**TASK INPUT**
========================================

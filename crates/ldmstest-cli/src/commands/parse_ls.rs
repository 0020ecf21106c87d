//! `ldmstest parse-ls`

use std::fmt::Write;
use std::io::Read;
use std::path::PathBuf;

use anyhow::Context;
use clap::{Args, ValueHint};
use ldmstest_ls::{LsParser, LsSets};
use serde::Serialize;

use crate::cli::CommandContext;
use crate::output::{print_output, FormattedOutput};

/// Parse `ldms_ls -l` output into sets
#[derive(Debug, Args)]
pub struct ParseLsCommand {
    /// Listing file, `-` for stdin
    #[arg(default_value = "-", value_hint = ValueHint::FilePath)]
    pub input: PathBuf,
}

impl ParseLsCommand {
    pub fn execute(&self, ctx: &CommandContext) -> anyhow::Result<()> {
        let text = self.read_input()?;
        let sets = LsParser::new().parse(&text)?;
        print_output(ctx, &Listing { sets })
    }

    fn read_input(&self) -> anyhow::Result<String> {
        if self.input.as_os_str() == "-" {
            let mut text = String::new();
            std::io::stdin()
                .read_to_string(&mut text)
                .context("reading listing from stdin")?;
            return Ok(text);
        }
        std::fs::read_to_string(&self.input)
            .with_context(|| format!("reading {}", self.input.display()))
    }
}

#[derive(Debug, Serialize)]
#[serde(transparent)]
struct Listing {
    sets: LsSets,
}

impl FormattedOutput for Listing {
    fn format_text(&self) -> String {
        let mut out = String::new();
        for (name, set) in &self.sets {
            let _ = write!(out, "{name}: {} metrics", set.data.len());
            if let Some(meta) = &set.meta {
                let _ = write!(out, ", schema {}, flags {}", meta.schema, meta.flags);
            }
            if let Some(ts) = &set.ts {
                let _ = write!(out, ", last update {ts}");
            }
            out.push('\n');
        }
        out
    }
}
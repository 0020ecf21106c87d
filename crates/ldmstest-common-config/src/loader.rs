//! Configuration file loading and parsing.

use crate::env::{vars, Environment};
use crate::types::{HarnessConfig, TadaAddr};
use once_cell::sync::Lazy;
use regex::Regex;
use std::path::{Path, PathBuf};
use thiserror::Error;

static ENV_VAR_RE: Lazy<Regex> =
    Lazy::new(|| Regex::new(r"\$\{([^}:]+)(?::-([^}]*))?\}").expect("valid env var pattern"));

/// Config loading errors.
#[derive(Debug, Error)]
pub enum ConfigError {
    #[error("config file not found: {path}")]
    NotFound { path: PathBuf },

    #[error("failed to read config: {source}")]
    ReadError {
        #[from]
        source: std::io::Error,
    },

    #[error("invalid YAML at line {}: {message}", line.map(|l| l.to_string()).unwrap_or_else(|| "unknown".to_string()))]
    ParseError { line: Option<usize>, message: String },

    #[error("validation error: {message}")]
    ValidationError { message: String },

    #[error("environment variable not found: {var}")]
    EnvVarNotFound { var: String },
}

/// Configuration loader.
pub struct ConfigLoader {
    base_path: PathBuf,
}

impl ConfigLoader {
    /// Create a loader for the given project directory.
    pub fn new(project_dir: impl AsRef<Path>) -> Self {
        Self {
            base_path: project_dir.as_ref().to_path_buf(),
        }
    }

    /// Path of the project configuration file.
    pub fn config_path(&self) -> PathBuf {
        self.base_path.join(".ldmstest/config.yaml")
    }

    /// Load configuration from `.ldmstest/config.yaml`, then apply
    /// `LDMSTEST_*` environment overrides.
    pub fn load(&self) -> Result<HarnessConfig, ConfigError> {
        let config_path = self.config_path();

        let mut config = if config_path.exists() {
            self.load_file(&config_path)?
        } else {
            HarnessConfig::default()
        };

        self.apply_env_overrides(&mut config)?;
        self.validate(&config)?;
        Ok(config)
    }

    /// Load an explicit configuration file; a missing file is an error.
    pub fn load_file(&self, path: &Path) -> Result<HarnessConfig, ConfigError> {
        if !path.exists() {
            return Err(ConfigError::NotFound {
                path: path.to_path_buf(),
            });
        }

        let contents = std::fs::read_to_string(path)?;
        let expanded = self.expand_env_vars(&contents)?;

        serde_yaml::from_str(&expanded).map_err(|e| ConfigError::ParseError {
            line: e.location().map(|l| l.line()),
            message: e.to_string(),
        })
    }

    /// Expand environment variables in the form `${VAR}` or `${VAR:-default}`.
    fn expand_env_vars(&self, content: &str) -> Result<String, ConfigError> {
        let mut missing = None;
        let expanded = ENV_VAR_RE.replace_all(content, |cap: &regex::Captures| {
            let var_name = &cap[1];
            match (Environment::get(var_name), cap.get(2)) {
                (Some(v), _) => v,
                (None, Some(default)) => default.as_str().to_string(),
                (None, None) => {
                    missing.get_or_insert_with(|| var_name.to_string());
                    String::new()
                }
            }
        });

        match missing {
            Some(var) => Err(ConfigError::EnvVarNotFound { var }),
            None => Ok(expanded.into_owned()),
        }
    }

    fn apply_env_overrides(&self, config: &mut HarnessConfig) -> Result<(), ConfigError> {
        if let Some(name) = Environment::get(vars::LDMSTEST_CLUSTERNAME) {
            config.clustername = Some(name);
        }
        if let Some(user) = Environment::get(vars::LDMSTEST_USER) {
            config.user = user;
        }
        if let Some(image) = Environment::get(vars::LDMSTEST_IMAGE) {
            config.image = image;
        }
        if let Some(prefix) = Environment::get(vars::LDMSTEST_PREFIX) {
            config.prefix = PathBuf::from(prefix);
        }
        if let Some(addr) = Environment::get(vars::LDMSTEST_TADA_ADDR) {
            config.tada_addr = addr
                .parse::<TadaAddr>()
                .map_err(|e| ConfigError::ValidationError {
                    message: e.to_string(),
                })?;
        }
        if let Some(debug) = Environment::get_bool(vars::LDMSTEST_DEBUG) {
            config.debug = debug;
        }
        Ok(())
    }

    /// Validate configuration values.
    fn validate(&self, config: &HarnessConfig) -> Result<(), ConfigError> {
        if config.user.trim().is_empty() {
            return Err(ConfigError::ValidationError {
                message: "user must not be empty".to_string(),
            });
        }

        if !config.prefix.is_absolute() {
            return Err(ConfigError::ValidationError {
                message: format!("prefix must be an absolute path: {}", config.prefix.display()),
            });
        }

        Ok(())
    }

    /// Save configuration to file.
    pub fn save(&self, config: &HarnessConfig) -> Result<(), ConfigError> {
        let config_dir = self.base_path.join(".ldmstest");
        std::fs::create_dir_all(&config_dir)?;

        let yaml = serde_yaml::to_string(config).map_err(|e| ConfigError::ParseError {
            line: None,
            message: e.to_string(),
        })?;

        std::fs::write(self.config_path(), yaml)?;
        Ok(())
    }
}

impl Default for ConfigLoader {
    fn default() -> Self {
        Self::new(std::env::current_dir().unwrap_or_default())
    }
}

#[cfg(test)]
mod tests {
    use super::*;
    use std::fs;
    use tempfile::tempdir;

    #[test]
    fn test_load_defaults_when_no_file() {
        let dir = tempdir().unwrap();
        let loader = ConfigLoader::new(dir.path());
        let config = loader.load().unwrap();
        assert_eq!(config.image, "ovis-centos-build");
    }

    #[test]
    fn test_load_config_from_yaml_file() {
        let dir = tempdir().unwrap();
        fs::create_dir_all(dir.path().join(".ldmstest")).unwrap();

        let config_content = r#"
clustername: agg-cluster
user: alice
prefix: /opt/ovis-4.4
tada_addr: tada.example.com
mounts:
  - /data:/data
image: ovis-rocky
"#;
        fs::write(dir.path().join(".ldmstest/config.yaml"), config_content).unwrap();

        let loader = ConfigLoader::new(dir.path());
        let config = loader.load_file(&loader.config_path()).unwrap();

        assert_eq!(config.clustername.as_deref(), Some("agg-cluster"));
        assert_eq!(config.user, "alice");
        assert_eq!(config.prefix, PathBuf::from("/opt/ovis-4.4"));
        assert_eq!(config.tada_addr.to_string(), "tada.example.com:9862");
        assert_eq!(config.mounts[0].to_string(), "/data:/data:rw");
        assert_eq!(config.image, "ovis-rocky");
        assert!(!config.debug);
    }

    #[test]
    fn test_env_var_expansion() {
        std::env::set_var("LDMSTEST_TEST_VAR", "test_value");
        let loader = ConfigLoader::new(".");
        let result = loader.expand_env_vars("key: ${LDMSTEST_TEST_VAR}").unwrap();
        assert_eq!(result, "key: test_value");
        std::env::remove_var("LDMSTEST_TEST_VAR");
    }

    #[test]
    fn test_env_var_default() {
        let loader = ConfigLoader::new(".");
        let result = loader
            .expand_env_vars("key: ${LDMSTEST_NONEXISTENT:-default}")
            .unwrap();
        assert_eq!(result, "key: default");
    }

    #[test]
    fn test_env_var_missing_error() {
        let loader = ConfigLoader::new(".");
        match loader.expand_env_vars("key: ${LDMSTEST_MISSING_VAR}") {
            Err(ConfigError::EnvVarNotFound { var }) => assert_eq!(var, "LDMSTEST_MISSING_VAR"),
            other => panic!("Expected EnvVarNotFound error, got {:?}", other),
        }
    }

    #[test]
    fn test_validation_errors() {
        let loader = ConfigLoader::new(".");

        let mut config = HarnessConfig::default();
        config.prefix = PathBuf::from("relative/ovis");
        match loader.validate(&config) {
            Err(ConfigError::ValidationError { message }) => assert!(message.contains("prefix")),
            other => panic!("Expected ValidationError, got {:?}", other),
        }

        let mut config = HarnessConfig::default();
        config.user = "  ".into();
        assert!(loader.validate(&config).is_err());
    }

    #[test]
    fn test_parse_error_with_line_number() {
        let dir = tempdir().unwrap();
        fs::create_dir_all(dir.path().join(".ldmstest")).unwrap();
        fs::write(
            dir.path().join(".ldmstest/config.yaml"),
            "user: alice\nmounts: [unclosed\n",
        )
        .unwrap();

        let loader = ConfigLoader::new(dir.path());
        match loader.load_file(&loader.config_path()) {
            Err(ConfigError::ParseError { line, .. }) => assert!(line.is_some()),
            other => panic!("Expected ParseError with line number, got {:?}", other),
        }
    }

    #[test]
    fn test_bad_mount_is_parse_error() {
        let dir = tempdir().unwrap();
        let path = dir.path().join("harness.yaml");
        fs::write(&path, "mounts:\n  - nocolon\n").unwrap();

        let loader = ConfigLoader::new(dir.path());
        assert!(matches!(
            loader.load_file(&path),
            Err(ConfigError::ParseError { .. })
        ));
    }

    #[test]
    fn test_missing_explicit_file() {
        let dir = tempdir().unwrap();
        let loader = ConfigLoader::new(dir.path());
        assert!(matches!(
            loader.load_file(&dir.path().join("nope.yaml")),
            Err(ConfigError::NotFound { .. })
        ));
    }

    #[test]
    fn test_save_config() {
        let dir = tempdir().unwrap();
        let loader = ConfigLoader::new(dir.path());

        let mut config = HarnessConfig::default();
        config.user = "carol".to_string();
        config.mounts.push("/x:/y:ro".parse().unwrap());

        loader.save(&config).unwrap();
        assert!(loader.config_path().exists());

        let loaded = loader.load_file(&loader.config_path()).unwrap();
        assert_eq!(loaded.user, "carol");
        assert_eq!(loaded.mounts, config.mounts);
    }
}
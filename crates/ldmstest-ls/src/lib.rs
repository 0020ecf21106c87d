//! Parser for the long listing printed by `ldms_ls -l`.
//!
//! The listing has an optional metadata section (a table of every set's
//! schema, instance, sizes and ownership, fenced by a header row and a
//! `====` rule) followed by one block per set: a `NAME: ... last update: TS`
//! header and one row per metric.
//!
//! ```
//! let text = "node-1/meminfo: consistent, last update: Mon Jan  1 00:00:00 2024 [1us]\n\
//!             D u64        MemTotal                 16333364\n\
//!             D f32[]      loadavg                  0.5,0.25,0.125 load\n";
//!
//! let sets = ldmstest_ls::parse(text).unwrap();
//! let set = &sets["node-1/meminfo"];
//! assert_eq!(set.data["MemTotal"].as_u64(), Some(16333364));
//! assert_eq!(set.data_type["loadavg"].to_string(), "f32[]");
//! ```

pub mod decoder;
pub mod error;
pub mod grammar;
pub mod parser;
pub mod record;

pub use decoder::{decode, parse_int, BaseType, MetricValue, TypeTag};
pub use error::{DecodeError, LsError, LsResult};
pub use grammar::{LineGrammar, LineKind, MetaRow, MetricRow, Summary};
pub use parser::{parse, LsParser, LsSets};
pub use record::{Metadata, SetRecord};
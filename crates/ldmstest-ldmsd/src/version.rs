//! ldmsd version detection.

use std::fmt;
use std::str::FromStr;

use once_cell::sync::Lazy;
use regex::Regex;
use serde::Serialize;

use crate::error::DaemonError;

static STRING_VERSION_RE: Lazy<Regex> =
    Lazy::new(|| Regex::new(r"LDMSD_VERSION (\d+)\.(\d+)\.(\d+)").expect("valid version regex"));
static EXE_VERSION_RE: Lazy<Regex> =
    Lazy::new(|| Regex::new(r"LDMSD Version: (\d+)\.(\d+)\.(\d+)").expect("valid version regex"));
static PLAIN_VERSION_RE: Lazy<Regex> =
    Lazy::new(|| Regex::new(r"^(\d+)\.(\d+)\.(\d+)").expect("valid version regex"));

/// `major.minor.patch` of an ldmsd build.
#[derive(Debug, Clone, Copy, PartialEq, Eq, PartialOrd, Ord, Hash, Serialize)]
pub struct LdmsdVersion {
    pub major: u32,
    pub minor: u32,
    pub patch: u32,
}

impl LdmsdVersion {
    /// First version driving samplers through `smplr_add`/`smplr_start`.
    pub const SMPLR_API: LdmsdVersion = LdmsdVersion::new(4, 100, 0);

    pub const fn new(major: u32, minor: u32, patch: u32) -> Self {
        Self {
            major,
            minor,
            patch,
        }
    }

    /// Find the version in `strings ldmsd` or `ldmsd -V` output.
    pub fn from_output(text: &str) -> Result<Self, DaemonError> {
        [&*STRING_VERSION_RE, &*EXE_VERSION_RE]
            .into_iter()
            .find_map(|re| re.captures(text))
            .and_then(|caps| Self::from_parts(&caps[1], &caps[2], &caps[3]))
            .ok_or_else(|| DaemonError::BadVersion(first_line(text).to_string()))
    }

    /// Versions before the 4.100 sampler API.
    pub fn is_v4(&self) -> bool {
        *self < Self::SMPLR_API
    }

    fn from_parts(major: &str, minor: &str, patch: &str) -> Option<Self> {
        Some(Self::new(major.parse().ok()?, minor.parse().ok()?, patch.parse().ok()?))
    }
}

impl Default for LdmsdVersion {
    fn default() -> Self {
        Self::SMPLR_API
    }
}

impl FromStr for LdmsdVersion {
    type Err = DaemonError;

    fn from_str(s: &str) -> Result<Self, Self::Err> {
        PLAIN_VERSION_RE
            .captures(s.trim())
            .and_then(|caps| Self::from_parts(&caps[1], &caps[2], &caps[3]))
            .ok_or_else(|| DaemonError::BadVersion(s.to_string()))
    }
}

impl fmt::Display for LdmsdVersion {
    fn fmt(&self, f: &mut fmt::Formatter<'_>) -> fmt::Result {
        write!(f, "{}.{}.{}", self.major, self.minor, self.patch)
    }
}

fn first_line(text: &str) -> &str {
    text.lines().next().unwrap_or_default()
}
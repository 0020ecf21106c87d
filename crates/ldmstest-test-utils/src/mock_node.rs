//! In-memory cluster node for driving the ldmsd helpers.

use std::sync::{Arc, RwLock};

use indexmap::IndexMap;
use ldmstest_ldmsd::{ClusterNode, DaemonResult, ExecOutput};

/// Recorded node operation
#[derive(Debug, Clone, PartialEq, Eq)]
pub enum NodeOperation {
    Exec {
        command: String,
        env: IndexMap<String, String>,
    },
    WriteFile {
        path: String,
        content: String,
    },
}

/// A node answering commands from canned responses.
///
/// Responses are matched by command prefix, first registered wins. Commands
/// without a match get the default response (status 0, empty output).
#[derive(Debug, Clone)]
pub struct MockNode {
    hostname: String,
    responses: Arc<RwLock<Vec<(String, ExecOutput)>>>,
    default: Arc<RwLock<ExecOutput>>,
    files: Arc<RwLock<IndexMap<String, String>>>,
    /// Track all operations for verification
    operations: Arc<RwLock<Vec<NodeOperation>>>,
}

impl MockNode {
    pub fn new(hostname: impl Into<String>) -> Self {
        Self {
            hostname: hostname.into(),
            responses: Arc::default(),
            default: Arc::new(RwLock::new(ExecOutput::new(0, ""))),
            files: Arc::default(),
            operations: Arc::default(),
        }
    }

    /// Answer commands starting with `prefix`.
    pub fn respond(self, prefix: impl Into<String>, status: i32, output: impl Into<String>) -> Self {
        self.responses
            .write()
            .unwrap()
            .push((prefix.into(), ExecOutput::new(status, output)));
        self
    }

    pub fn with_default(self, status: i32, output: impl Into<String>) -> Self {
        *self.default.write().unwrap() = ExecOutput::new(status, output);
        self
    }

    /// Content written to `path`, if any.
    pub fn file(&self, path: &str) -> Option<String> {
        self.files.read().unwrap().get(path).cloned()
    }

    pub fn operations(&self) -> Vec<NodeOperation> {
        self.operations.read().unwrap().clone()
    }

    /// Commands run so far, in order.
    pub fn commands(&self) -> Vec<String> {
        self.operations
            .read()
            .unwrap()
            .iter()
            .filter_map(|op| match op {
                NodeOperation::Exec { command, .. } => Some(command.clone()),
                NodeOperation::WriteFile { .. } => None,
            })
            .collect()
    }

    pub fn clear_operations(&self) {
        self.operations.write().unwrap().clear();
    }

    fn record(&self, op: NodeOperation) {
        self.operations.write().unwrap().push(op);
    }
}

impl ClusterNode for MockNode {
    fn hostname(&self) -> &str {
        &self.hostname
    }

    fn exec(&self, command: &str, env: &IndexMap<String, String>) -> DaemonResult<ExecOutput> {
        self.record(NodeOperation::Exec {
            command: command.to_string(),
            env: env.clone(),
        });
        let responses = self.responses.read().unwrap();
        let out = responses
            .iter()
            .find(|(prefix, _)| command.starts_with(prefix.as_str()))
            .map(|(_, out)| out.clone())
            .unwrap_or_else(|| self.default.read().unwrap().clone());
        Ok(out)
    }

    fn write_file(&self, path: &str, content: &str) -> DaemonResult<()> {
        self.record(NodeOperation::WriteFile {
            path: path.to_string(),
            content: content.to_string(),
        });
        self.files
            .write()
            .unwrap()
            .insert(path.to_string(), content.to_string());
        Ok(())
    }
}

#[cfg(test)]
mod tests {
    use super::*;

    #[test]
    fn test_prefix_response() {
        let node = MockNode::new("node-1").respond("pgrep", 1, "0\n");
        let env = IndexMap::new();
        assert_eq!(node.exec("pgrep -c ldmsd", &env).unwrap(), ExecOutput::new(1, "0\n"));
        assert_eq!(node.exec("true", &env).unwrap(), ExecOutput::new(0, ""));
        assert_eq!(node.commands(), ["pgrep -c ldmsd", "true"]);
    }

    #[test]
    fn test_write_file_is_recorded() {
        let node = MockNode::new("node-1");
        node.write_file("/etc/ldmsd.conf", "load name=meminfo\n").unwrap();
        assert_eq!(node.file("/etc/ldmsd.conf").as_deref(), Some("load name=meminfo\n"));
        assert_eq!(node.operations().len(), 1);
        node.clear_operations();
        assert!(node.operations().is_empty());
    }
}
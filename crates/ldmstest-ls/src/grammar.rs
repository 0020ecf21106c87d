//! Line classification for `ldms_ls -l` output.

use once_cell::sync::Lazy;
use regex::{Captures, Regex};

/// One parsed metadata table row, borrowing from the line.
#[derive(Debug, Clone, PartialEq, Eq)]
pub struct MetaRow<'a> {
    pub schema: &'a str,
    pub instance: &'a str,
    pub flags: &'a str,
    pub meta_sz: &'a str,
    pub data_sz: &'a str,
    pub uid: &'a str,
    pub gid: &'a str,
    pub perm: &'a str,
    pub update: &'a str,
    pub duration: &'a str,
    pub info: Option<&'a str>,
}

/// The `Total Sets: ...` line.
#[derive(Debug, Clone, PartialEq, Eq)]
pub struct Summary<'a> {
    pub total_sets: &'a str,
    pub meta_kb: &'a str,
    pub data_kb: &'a str,
    pub memory_kb: &'a str,
}

/// A metric row: optional flag column, type tag, name and value region.
#[derive(Debug, Clone, PartialEq, Eq)]
pub struct MetricRow<'a> {
    pub flag: Option<&'a str>,
    pub tag: &'a str,
    pub name: &'a str,
    pub value: &'a str,
}

/// What a single trimmed, non-blank line is.
#[derive(Debug, Clone, PartialEq, Eq)]
pub enum LineKind<'a> {
    /// `Schema  Instance  Flags ... Info` table header.
    MetaBegin,
    /// `------ --------` separator under the table header.
    MetaDashes,
    MetaRow(MetaRow<'a>),
    MetaSummary(Summary<'a>),
    /// `=====` rule closing the table.
    MetaEnd,
    SetHeader { name: &'a str, ts: &'a str },
    Metric(MetricRow<'a>),
}

impl LineKind<'_> {
    pub fn name(&self) -> &'static str {
        match self {
            LineKind::MetaBegin => "meta_begin",
            LineKind::MetaDashes => "meta_dashes",
            LineKind::MetaRow(_) => "meta_row",
            LineKind::MetaSummary(_) => "meta_summary",
            LineKind::MetaEnd => "meta_end",
            LineKind::SetHeader { .. } => "set_header",
            LineKind::Metric(_) => "metric",
        }
    }
}

struct LinePatterns {
    meta_begin: Regex,
    meta_dashes: Regex,
    meta_row: Regex,
    meta_summary: Regex,
    meta_end: Regex,
    set_header: Regex,
    metric: Regex,
}

static PATTERNS: Lazy<LinePatterns> = Lazy::new(|| LinePatterns {
    meta_begin: Regex::new(r"^Schema\s+Instance\s+Flags.*\s+Info").expect("valid meta_begin regex"),
    meta_dashes: Regex::new(r"^[ -]+$").expect("valid meta_dashes regex"),
    meta_row: Regex::new(concat!(
        r"^(?P<schema>\S+)\s+",
        r"(?P<instance>\S+)\s+",
        r"(?P<flags>\D+)\s+",
        r"(?P<meta_sz>\d+)\s+",
        r"(?P<data_sz>\d+)\s+",
        r"(?P<uid>\d+)\s+",
        r"(?P<gid>\d+)\s+",
        r"(?P<perm>-(?:[r-][w-][x-]){3})\s+",
        r"(?P<update>\d+\.\d+)\s+",
        r"(?P<duration>\d+\.\d+)",
        r"(?:\s+(?P<info>.*))?$",
    ))
    .expect("valid meta_row regex"),
    meta_summary: Regex::new(concat!(
        r"^Total Sets: (?P<sets>\d+), ",
        r"Meta Data \(kB\):? (?P<meta>\d+(?:\.\d+)?), ",
        r"Data \(kB\):? (?P<data>\d+(?:\.\d+)?), ",
        r"Memory \(kB\):? (?P<mem>\d+(?:\.\d+)?)",
    ))
    .expect("valid meta_summary regex"),
    meta_end: Regex::new(r"^=+$").expect("valid meta_end regex"),
    set_header: Regex::new(r"^(?P<name>[^:]+): .* last update: (?P<ts>.*)$")
        .expect("valid set_header regex"),
    metric: Regex::new(r"^(?:(?P<flag>\S) )?(?P<tag>\S+)\s+(?P<name>\S+)\s+(?P<value>.*)$")
        .expect("valid metric regex"),
});

/// Ordered line matchers. The first matching alternative wins.
#[derive(Debug, Clone, Copy, Default)]
pub struct LineGrammar;

impl LineGrammar {
    pub fn new() -> Self {
        Self
    }

    /// Classify a trimmed line; `None` when no alternative matches.
    pub fn classify<'a>(&self, line: &'a str) -> Option<LineKind<'a>> {
        let p = &*PATTERNS;

        if p.meta_begin.is_match(line) {
            return Some(LineKind::MetaBegin);
        }
        if p.meta_dashes.is_match(line) {
            return Some(LineKind::MetaDashes);
        }
        if let Some(caps) = p.meta_row.captures(line) {
            return Some(LineKind::MetaRow(MetaRow {
                schema: group(&caps, "schema"),
                instance: group(&caps, "instance"),
                flags: group(&caps, "flags").trim(),
                meta_sz: group(&caps, "meta_sz"),
                data_sz: group(&caps, "data_sz"),
                uid: group(&caps, "uid"),
                gid: group(&caps, "gid"),
                perm: group(&caps, "perm"),
                update: group(&caps, "update"),
                duration: group(&caps, "duration"),
                info: caps.name("info").map(|m| m.as_str()).filter(|s| !s.is_empty()),
            }));
        }
        if let Some(caps) = p.meta_summary.captures(line) {
            return Some(LineKind::MetaSummary(Summary {
                total_sets: group(&caps, "sets"),
                meta_kb: group(&caps, "meta"),
                data_kb: group(&caps, "data"),
                memory_kb: group(&caps, "mem"),
            }));
        }
        if p.meta_end.is_match(line) {
            return Some(LineKind::MetaEnd);
        }
        if let Some(caps) = p.set_header.captures(line) {
            return Some(LineKind::SetHeader {
                name: group(&caps, "name"),
                ts: group(&caps, "ts"),
            });
        }
        if let Some(caps) = p.metric.captures(line) {
            return Some(LineKind::Metric(MetricRow {
                flag: caps.name("flag").map(|m| m.as_str()),
                tag: group(&caps, "tag"),
                name: group(&caps, "name"),
                value: group(&caps, "value"),
            }));
        }
        None
    }
}

fn group<'a>(caps: &Captures<'a>, name: &str) -> &'a str {
    caps.name(name).map_or("", |m| m.as_str())
}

========================================

**GOAL OF THE EXERCISE**
In the listing, how many lines have the word "filename"? Write only that number.

**EXPECTED ANSWER**
6